В своих зрелых работах Буслаев подходил к пониманию иконописного стиля как явлению искусства. „С точки зрения эстетической, — писал он, — только те из апокалипсических иллюстраций могут вполне удовлетворить чувству изящного, в которых господствует стиль иконографический". То, что Буслаев называл „иконографическим стилем", понимается им как стилевое единство древнерусской иконописи. Он угадал и общий характер ее стилевого развития от величавых монументальных форм раннего времени к мелочным миниатюрным формам XVI— XVII веков, к излюбленным в то время иконам — пядницам, характеризующим внедрение искусства в каждодневность. Как ни сожалеет Буслаев, что русские иконописцы чуждались действительности в том ее понимании, к которому нас приучило новое время, он с удовлетворением отмечает, что они стремились передать самую сущность вещей. Он отстаивает закономерность живописного языка иконописи и, в частности, нарушение единства места, оправданное повествовательными задачами иконы. Он говорит о своеобразном изяществе лучших из известных ему образцов иконописи и отстаивает наличие эстетического чувства у древнерусских людей, проглядывающее не только в иконах, но и в старинных легендах и стихах.


Острое историческое чутье было прирожденным свойством Буслаева. В понимании современного искусства он чувствовал себя неуверенно, признавался в своей неосведомленности. Многие его оценки и мнения не выдержали испытания временем. Однако прошлое, как главный предмет его изучения, не было, по его взглядам, отделено от настоящего непреодолимой гранью и потому никогда не превращалось в нечто, достойное лишь праздной любознательности. Буслаев призывал историков искать в прошлом положительные ценности, не утратившие значения для современности. „Во всяком историческом явлении, — писал он, — можно найти и дурную и хорошую сторону... Но время, ведущее к лучшему, примиряет с прошедшим злом, и историк имеет право и в темном явлении открыть лучшую сторону". Эта уверенность наполняла историзм Буслаева действенным жизненным смыслом, вносила в изучение прошлого творческое начало.


Впрочем, это не означало, что ради прошлого Буслаев готов был пожертвовать настоящим.

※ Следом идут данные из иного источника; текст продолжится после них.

use thiserror::Error;

/// 应用程序错误类型
#[derive(Debug, Error)]
pub enum AppError {
    /// 操作前校验失败（未发起任何网络请求）
    #[error("{0}")]
    Validation(#[from] ValidationError),
    /// API 调用错误
    #[error("{0}")]
    Api(#[from] ApiError),
    /// 文件操作错误
    #[error("文件错误: {0}")]
    File(#[from] FileError),
    /// 配置错误
    #[error("配置错误: {0}")]
    Config(#[from] ConfigError),
    /// 流程状态错误
    #[error("流程错误: {0}")]
    Flow(#[from] FlowError),
}

/// 提交前的校验错误
#[derive(Debug, Clone, PartialEq, Eq, Error)]
pub enum ValidationError {
    /// 没有选择任何订单
    #[error("请至少选择一个订单")]
    EmptySelection,
    /// 没有选择包装
    #[error("请选择一个包装")]
    MissingPackage,
    /// 所选包装不存在或已停用
    #[error("包装 #{package_id} 不存在或已停用")]
    InactivePackage { package_id: i64 },
}

/// API 调用错误
#[derive(Debug, Error)]
pub enum ApiError {
    /// 网络请求失败
    #[error("连接错误 ({endpoint}): {source}")]
    Transport {
        endpoint: String,
        #[source]
        source: reqwest::Error,
    },
    /// 服务端返回非 2xx 响应
    #[error("{message} (HTTP {status})")]
    Server {
        endpoint: String,
        status: u16,
        message: String,
    },
    /// 响应体无法解析
    #[error("响应解析失败 ({endpoint}): {message}")]
    Decode { endpoint: String, message: String },
    /// 整批标签全部创建失败
    #[error("{0}")]
    EmptyBatch(String),
}

impl ApiError {
    /// 创建网络请求失败错误
    pub fn transport(endpoint: impl Into<String>, source: reqwest::Error) -> Self {
        ApiError::Transport {
            endpoint: endpoint.into(),
            source,
        }
    }

    /// 创建响应解析错误
    pub fn decode(endpoint: impl Into<String>, message: impl std::fmt::Display) -> Self {
        ApiError::Decode {
            endpoint: endpoint.into(),
            message: message.to_string(),
        }
    }

    /// HTTP 状态码（仅服务端错误有）
    pub fn status(&self) -> Option<u16> {
        match self {
            ApiError::Server { status, .. } => Some(*status),
            _ => None,
        }
    }
}

/// 文件操作错误
#[derive(Debug, Error)]
pub enum FileError {
    /// 目录不存在
    #[error("目录不存在: {path}")]
    DirectoryNotFound { path: String },
    /// 读取文件失败
    #[error("读取文件失败 ({path}): {source}")]
    ReadFailed {
        path: String,
        #[source]
        source: std::io::Error,
    },
    /// 写入文件失败
    #[error("写入文件失败 ({path}): {source}")]
    WriteFailed {
        path: String,
        #[source]
        source: std::io::Error,
    },
    /// TOML 解析失败
    #[error("TOML解析失败 ({path}): {source}")]
    TomlParseFailed {
        path: String,
        #[source]
        source: toml::de::Error,
    },
}

/// 配置错误
#[derive(Debug, Clone, PartialEq, Eq, Error)]
pub enum ConfigError {
    /// 环境变量解析失败
    #[error("环境变量 {var_name} 解析失败: 值 '{value}' 无法转换为 {expected_type}")]
    EnvVarParseFailed {
        var_name: String,
        value: String,
        expected_type: String,
    },
    /// 必填配置缺失
    #[error("缺少必填配置 {var_name}")]
    Missing { var_name: String },
}

/// 流程状态错误
#[derive(Debug, Clone, PartialEq, Eq, Error)]
pub enum FlowError {
    /// 上一次操作仍在进行中
    #[error("正在处理上一批次，请稍候")]
    Busy,
    /// 当前状态下不允许该操作
    #[error("状态 {from} 不允许事件 {event}")]
    InvalidTransition { from: String, event: String },
}

/// 应用程序结果类型
pub type AppResult<T> = Result<T, AppError>;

В нем жила уверенность, что подлинные духовные ценности не могут потерять свой человеческий смысл и окончательно погибнуть. Каждое поколение дает свое толкование унаследованному — это было для него чем-то вполне естественным и закономерным. „Каждый из зрителей по своему образу мыслей и по настроению духа может различно воспринимать искусство, как бы прилаживая в своем воображении вариации на общую тему, данную художником". „Сколько, например, было сказано и до сих пор недосказано о таком великом произведении, какова „Сикстинская мадонна" Рафаэля, — замечает он. Поэтому художественные ценности прошлого будут всегда жить среди грядущих поколений. Буслаев видел высокую задачу науки об искусстве в истолковании памятников прошлого и сам прилагал все силы к тому, чтобы постигнуть эти памятники, проникнувшись их идеями, сопоставив их с современным взглядом на мир.

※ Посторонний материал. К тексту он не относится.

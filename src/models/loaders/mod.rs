pub mod toml_loader;

pub use toml_loader::{load_all_batch_files, load_batch_file};
//! # Shipping Label Submit
//!
//! 珠宝商城后台的批量发货面单工具：为一批订单创建面单、逐个生成承运商运单、
//! 下载单个或合并的面单 PDF。所有数据和业务逻辑都在托管后端，本程序只负责编排。
//!
//! ## 架构设计
//!
//! 本系统采用四层架构：
//!
//! ### ① 基础设施层（Infrastructure）
//! - `infrastructure/` - 请求上下文与 HTTP 客户端
//! - `RequestCtx` - 后端地址 + 凭证，显式传入每一次调用
//!
//! ### ② 业务能力层（Clients / Services）
//! - `clients/` - 发货函数、参考数据、登录
//! - `services/` - 响应解析、PDF 落盘、失败面单记录
//!
//! ### ③ 流程层（Workflow）
//! - `SelectionState` - 订单选择
//! - `FlowState` - 发货流程状态机
//! - `ShippingFlow` - 流程编排（建单 → 运单 → PDF）
//!
//! ### ④ 编排层（Orchestration）
//! - `orchestrator/batch_processor` - 批次加载、调度、统计

pub mod clients;
pub mod config;
pub mod error;
pub mod infrastructure;
pub mod models;
pub mod orchestrator;
pub mod services;
pub mod utils;
pub mod workflow;

// 重新导出常用类型
pub use clients::{CatalogClient, CreateLabelsRequest, ShippingApi, ShippingClient};
pub use config::Config;
pub use error::{ApiError, AppError, AppResult};
pub use infrastructure::RequestCtx;
pub use models::{BatchRequest, Courier, Guide, Order, ShippingPackage};
pub use orchestrator::App;
pub use workflow::{FlowState, GuideReport, SelectionState, ShippingFlow};
//! 编排层（Orchestration Layer）
//!
//! ## 职责
//!
//! 本层负责批次调度和全局统计，是整个系统的"指挥中心"。
//!
//! ### `batch_processor` - 批次处理器
//! - 管理应用生命周期（初始化、运行）
//! - 加载批次文件（Vec<BatchRequest>）
//! - 持有请求上下文和各个客户端
//! - 逐批交给 `workflow::ShippingFlow`
//! - 输出全局统计信息
//!
//! 本层不做业务判断，只做调度和统计。

pub mod batch_processor;

pub use batch_processor::App;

Нет оснований подозревать Буслаева в приверженности к старым суевериям; всякого рода мистицизм был глубоко чужд его ясному уму. Имея дело преимущественно со средневековым искусством, Буслаев никогда не превращал истолкования этого искусства в проповедь религиозного благочестия, чем нередко грешили романтики Запада. Вместе с тем Буслаев не отвлекался от религиозного содержания средневекового искусства, не ограничивался лишь признанием его средств художественного выражения, к чему склонны были английские прерафаэлиты. В истолковании древнерусского искусства Буслаев исходил из стремления раскрыть в церковной иконографии, в старых легендах и поверьях, в преданиях и обрядах народные воззрения, не потерявшие смысла и по сей день. Это не значит, что Буслаев „осовременивал" старину и вкладывал в создания далекого прошлого собственные представления. Он не забывал расстояния между воззрениями современного человека и наивно-благочестивым и суеверным сознанием древнерусского человека. Но все же он умел найти ту грань, которой современный человек соприкасается с человеком средневековым и, основываясь на ней, стремился истолковать весь сложный, порой запутанный строй средневековой иконографии.

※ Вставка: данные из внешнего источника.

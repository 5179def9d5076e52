//! 订单选择状态

use crate::error::ValidationError;
use std::collections::BTreeSet;

/// 操作员当前选中的订单集合
#[derive(Debug, Clone, Default, PartialEq, Eq)]
pub struct SelectionState {
    selected: BTreeSet<i64>,
}

impl SelectionState {
    pub fn new() -> Self {
        Self::default()
    }

    /// 切换单个订单的选中状态
    pub fn toggle(&mut self, order_id: i64) {
        if !self.selected.remove(&order_id) {
            self.selected.insert(order_id);
        }
    }

    /// 切换"本页全选"
    ///
    /// 本页订单已全部选中时全部取消，否则补齐未选中的。空页不做任何事。
    pub fn toggle_all_on_page(&mut self, page_order_ids: &[i64]) {
        if page_order_ids.is_empty() {
            return;
        }
        if self.all_selected(page_order_ids) {
            for id in page_order_ids {
                self.selected.remove(id);
            }
        } else {
            self.selected.extend(page_order_ids.iter().copied());
        }
    }

    /// 本页是否已全部选中
    pub fn all_selected(&self, page_order_ids: &[i64]) -> bool {
        !page_order_ids.is_empty() && page_order_ids.iter().all(|id| self.selected.contains(id))
    }

    pub fn contains(&self, order_id: i64) -> bool {
        self.selected.contains(&order_id)
    }

    pub fn len(&self) -> usize {
        self.selected.len()
    }

    pub fn is_empty(&self) -> bool {
        self.selected.is_empty()
    }

    pub fn clear(&mut self) {
        self.selected.clear();
    }

    /// 选中的订单 ID
    pub fn order_ids(&self) -> Vec<i64> {
        self.selected.iter().copied().collect()
    }

    /// 至少选中一个订单
    pub fn ensure_not_empty(&self) -> Result<(), ValidationError> {
        if self.is_empty() {
            Err(ValidationError::EmptySelection)
        } else {
            Ok(())
        }
    }
}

В отличие от эрудитов, которые придавали своим иконографическим исследованиям описательный характер и видели в классификации всех вариантов той или другой темы главную цель науки, Буслаева не покидало стремление осмыслить и понять образы древней иконографии. Он не удовлетворялся при этом объяснением иконографических образов богословскими текстами, в чем достигли успехов ученые иконографы Запада, вроде Э. Маля и Г. Милле. Буслаев стремился проникнуть в более глубокие слои художественного мировоззрения, раскрыть мифологическое ядро в оболочке средневековой иконографии. В своих исследованиях Буслаев опирался на так называемую мифологическую школу, многое в его выводах было позднее отвергнуто. Но его попытка уловить в фабульной канве русского эпоса пережитки древней религии природы была в то время плодотворной и раскрывала перед исследователем широкие горизонты. Ставя себе такие задачи, Буслаев протягивает нити от средневекового искусства к доисторическому мифологическому творчеству и вместе с тем не забывает его связей с сознанием человека нового времени. Так раздвигались рамки исследования и частные факты превращались из примеров человеческих заблуждений в звенья широко задуманной картины духовного роста человечества. Буслаев не тяготел к философским концепциям в духе гегельянского учения о символической, классической и романтической поэзии. Но закономерность в развитии человечества от мифа к сказке, от религиозного к эстетическому, от символического к реальному не ускользнула от его внимания, и размышления на эту тему проходят красной нитью через его труды.


Работы Буслаева по истории русской художественной культуры имели основоположное значение для русской науки об искусстве. Он зорким взглядом охватил круг тем, который предстояло разрабатывать последующим поколениям.


Занимая выдающееся место в русской науке об искусстве, Буслаев должен быть признан также ученым мирового значения. Этому не противоречит, что написанные на русском языке труды Буслаева до сих пор менее известны на Западе, чем многие работы других русских авторов, вышедшие в переводах. В совершенстве владея методом и знаниями европейской науки середины XIX века, он не стремился идти в ногу с самыми модными в его время течениями и потому не отрекался от симпатий к Я. Гримму, хотя концепции немецкого ученого оспаривались тогда молодым поколением.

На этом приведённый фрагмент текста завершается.